While on the part of the disadvantages of the previously used password hashing scheme based on the algorithm SHA512 include: la need to set sufficiently large salt values ​​(at least 128 bits), susceptibility to DoS attacks by creating parasitic load on the CPU when hashing long passwords, ssusceptibility to a password size attack based on passive analysis of hash processing time, work without using the cryptographic key derivation function (KDF).

Additionally, using yescrypt now stores the umask configuration in the configuration file /etc/login.defs instead of /etc/profile.

About the hash change, It is also mentioned that the Argon2 algorithm, which won the password hashing contest in 2015, too was considered as an option for password hashing, but not used in Arch Linux because it is not supported by the library libxcrypt used in PAM.

Add to this, talking about the improvements in Arch Linux, Also worth noting is the Archinstall 2.6.1 installer update. Archinstall can be used instead of the distribution's default manual installation mode, providing a guided and automated installation mode

In the new version the user now has the ability to configure an arbitrary number of parallel downloads, an option has been added to use ly as a console display manager and also use slick-greeter instead of gtk-greeter in lightdm. The kitty, Dolphin and wofi applications have been added to the profile that makes up the environment based on the Hyprland composite server.
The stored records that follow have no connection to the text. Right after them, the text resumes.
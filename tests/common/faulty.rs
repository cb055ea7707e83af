//! Store wrapper that injects persistence failures
//!
//! Delegates to a real `SqliteStore`. Commits for chosen chunk ids always
//! fail with a transient I/O error. An outage can be armed to start at the
//! first commit, after which every call fails, `ping` included.

use chrono::NaiveDate;
use chunkgraph::storage::CommitOutcome;
use chunkgraph::{
    ChunkCommit, ChunkId, Entity, EntityId, GraphStats, GraphStore, MergePolicy, Relationship, RelationshipId,
    SqliteStore, StorageError, StorageResult,
};
use dashmap::{DashMap, DashSet};
use std::collections::HashSet;
use std::sync::atomic::{AtomicBool, AtomicUsize, Ordering};
use std::sync::Arc;
use std::time::Duration;

pub struct FaultyStore {
    inner: Arc<SqliteStore>,
    failing_chunks: DashSet<String>,
    commit_attempts: DashMap<String, u32>,
    outage_on_commit: AtomicBool,
    down: AtomicBool,
    lock_releases: AtomicUsize,
}

fn disk_error() -> StorageError {
    StorageError::Io(std::io::Error::new(std::io::ErrorKind::Other, "disk I/O error"))
}

impl FaultyStore {
    pub fn new(inner: Arc<SqliteStore>) -> Self {
        Self {
            inner,
            failing_chunks: DashSet::new(),
            commit_attempts: DashMap::new(),
            outage_on_commit: AtomicBool::new(false),
            down: AtomicBool::new(false),
            lock_releases: AtomicUsize::new(0),
        }
    }

    /// Every commit of `chunk_id` fails
    pub fn fail_commits_for(self, chunk_id: &str) -> Self {
        self.failing_chunks.insert(chunk_id.to_string());
        self
    }

    /// The whole store goes down at the first commit
    pub fn outage_on_first_commit(self) -> Self {
        self.outage_on_commit.store(true, Ordering::SeqCst);
        self
    }

    pub fn commit_attempts(&self, chunk_id: &str) -> u32 {
        self.commit_attempts.get(chunk_id).map(|n| *n).unwrap_or(0)
    }

    pub fn lock_releases(&self) -> usize {
        self.lock_releases.load(Ordering::SeqCst)
    }

    fn check(&self) -> StorageResult<()> {
        if self.down.load(Ordering::SeqCst) {
            Err(disk_error())
        } else {
            Ok(())
        }
    }
}

impl GraphStore for FaultyStore {
    fn commit_chunk(&self, commit: &ChunkCommit, policy: &MergePolicy) -> StorageResult<CommitOutcome> {
        *self.commit_attempts.entry(commit.chunk_id.clone()).or_insert(0) += 1;
        if self.outage_on_commit.load(Ordering::SeqCst) {
            self.down.store(true, Ordering::SeqCst);
        }
        self.check()?;
        if self.failing_chunks.contains(&commit.chunk_id) {
            return Err(disk_error());
        }
        self.inner.commit_chunk(commit, policy)
    }

    fn processed_chunk_ids(&self, collection: &str) -> StorageResult<HashSet<ChunkId>> {
        self.check()?;
        self.inner.processed_chunk_ids(collection)
    }

    fn is_chunk_processed(&self, collection: &str, chunk_id: &str) -> StorageResult<bool> {
        self.check()?;
        self.inner.is_chunk_processed(collection, chunk_id)
    }

    fn load_entity(&self, id: &EntityId) -> StorageResult<Option<Entity>> {
        self.check()?;
        self.inner.load_entity(id)
    }

    fn find_entities_by_name(&self, name: &str) -> StorageResult<Vec<Entity>> {
        self.check()?;
        self.inner.find_entities_by_name(name)
    }

    fn find_entities_by_key(&self, canonical_key: &str) -> StorageResult<Vec<Entity>> {
        self.check()?;
        self.inner.find_entities_by_key(canonical_key)
    }

    fn delete_entity(&self, id: &EntityId) -> StorageResult<bool> {
        self.check()?;
        self.inner.delete_entity(id)
    }

    fn load_relationship(&self, id: &RelationshipId) -> StorageResult<Option<Relationship>> {
        self.check()?;
        self.inner.load_relationship(id)
    }

    fn relationships_from(&self, id: &EntityId) -> StorageResult<Vec<Relationship>> {
        self.check()?;
        self.inner.relationships_from(id)
    }

    fn relationships_to(&self, id: &EntityId) -> StorageResult<Vec<Relationship>> {
        self.check()?;
        self.inner.relationships_to(id)
    }

    fn usage_on(&self, pipeline: &str, day: NaiveDate) -> StorageResult<u64> {
        self.check()?;
        self.inner.usage_on(pipeline, day)
    }

    fn record_usage(&self, pipeline: &str, day: NaiveDate, chunks: u64) -> StorageResult<u64> {
        self.check()?;
        self.inner.record_usage(pipeline, day, chunks)
    }

    fn acquire_run_lock(&self, pipeline: &str, holder: &str, ttl: Duration) -> StorageResult<()> {
        self.check()?;
        self.inner.acquire_run_lock(pipeline, holder, ttl)
    }

    fn release_run_lock(&self, pipeline: &str, holder: &str) -> StorageResult<bool> {
        self.lock_releases.fetch_add(1, Ordering::SeqCst);
        self.check()?;
        self.inner.release_run_lock(pipeline, holder)
    }

    fn stats(&self) -> StorageResult<GraphStats> {
        self.check()?;
        self.inner.stats()
    }

    fn ping(&self) -> StorageResult<()> {
        self.check()?;
        self.inner.ping()
    }
}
Of others changes that stand out de Archinstall 2.6.1:

  • Fixed crash caused by unsupported partitions
  • Fixed loading desktop profiles from preconfigured settings
  • Fixed GRUB installation issue on MBR devices due to incorrect target device
  • Fixed some bugs in manual partition
  • Fixed custom commands issue
  • Allow assigning mount points on existing partitions
  • Fix UUID acquisition
  • Sort profiles ignoring case

finally if you are interested in knowing more about it, you can check the details in the following link


Leave a Comment

Your email address will not be published. Required fields are marked with *

*

*

  1. Responsible for the data: AB Internet Networks 2008 SL
  2. Purpose of the data: Control SPAM, comment management.
  3. Legitimation: Your consent
  4. Communication of the data: The data will not be communicated to third parties except by legal obligation.
  5. Data storage: Database hosted by Occentus Networks (EU)
  6. Rights: At any time you can limit, recover and delete your information.